> **Brief**: Reproduce exactly the lines from the one containing "for policy in" through the last line of the records below, both included, and nothing else.

> **Entries supplied**:
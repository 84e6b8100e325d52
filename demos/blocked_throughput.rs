//! Two-thread blocked throughput benchmark
//!
//! Each thread keeps a 2×2 block of accumulator tiles resident over 16
//! reduction steps (a 32×32 output with K = 1024) and reports its own
//! throughput; the totals use wall-clock time.
//!
//! Run with: cargo run --release --example blocked_throughput [iterations]

use tilemm::{AccumulatorPolicy, BenchConfig, Result, TileError};

fn main() -> Result<()> {
    let iterations = match std::env::args().nth(1) {
        Some(arg) => arg
            .parse()
            .map_err(|_| TileError::InvalidInput(format!("not an iteration count: {arg}")))?,
        None => 100_000,
    };

    for policy in [
        AccumulatorPolicy::Resident,
        AccumulatorPolicy::StoreEachStep,
    ] {
        let config = BenchConfig::blocked(16)
            .with_iterations(iterations)
            .with_warmup(iterations / 100)
            .with_policy(policy);
        let plan = config.plan()?;

        println!("══ {policy:?} accumulators ══");
        println!(
            "per call: {} ops, {}",
            plan.ops_per_call(),
            plan.tile_traffic()
        );
        println!("{}\n", tilemm::bench::run(&config)?);
    }
    Ok(())
}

> **Output for this task**:
    for policy in [
        AccumulatorPolicy::Resident,
        AccumulatorPolicy::StoreEachStep,
    ] {
        let config = BenchConfig::blocked(16)
            .with_iterations(iterations)
            .with_warmup(iterations / 100)
            .with_policy(policy);
        let plan = config.plan()?;

        println!("══ {policy:?} accumulators ══");
        println!(
            "per call: {} ops, {}",
            plan.ops_per_call(),
            plan.tile_traffic()
        );
        println!("{}\n", tilemm::bench::run(&config)?);
    }
    Ok(())
}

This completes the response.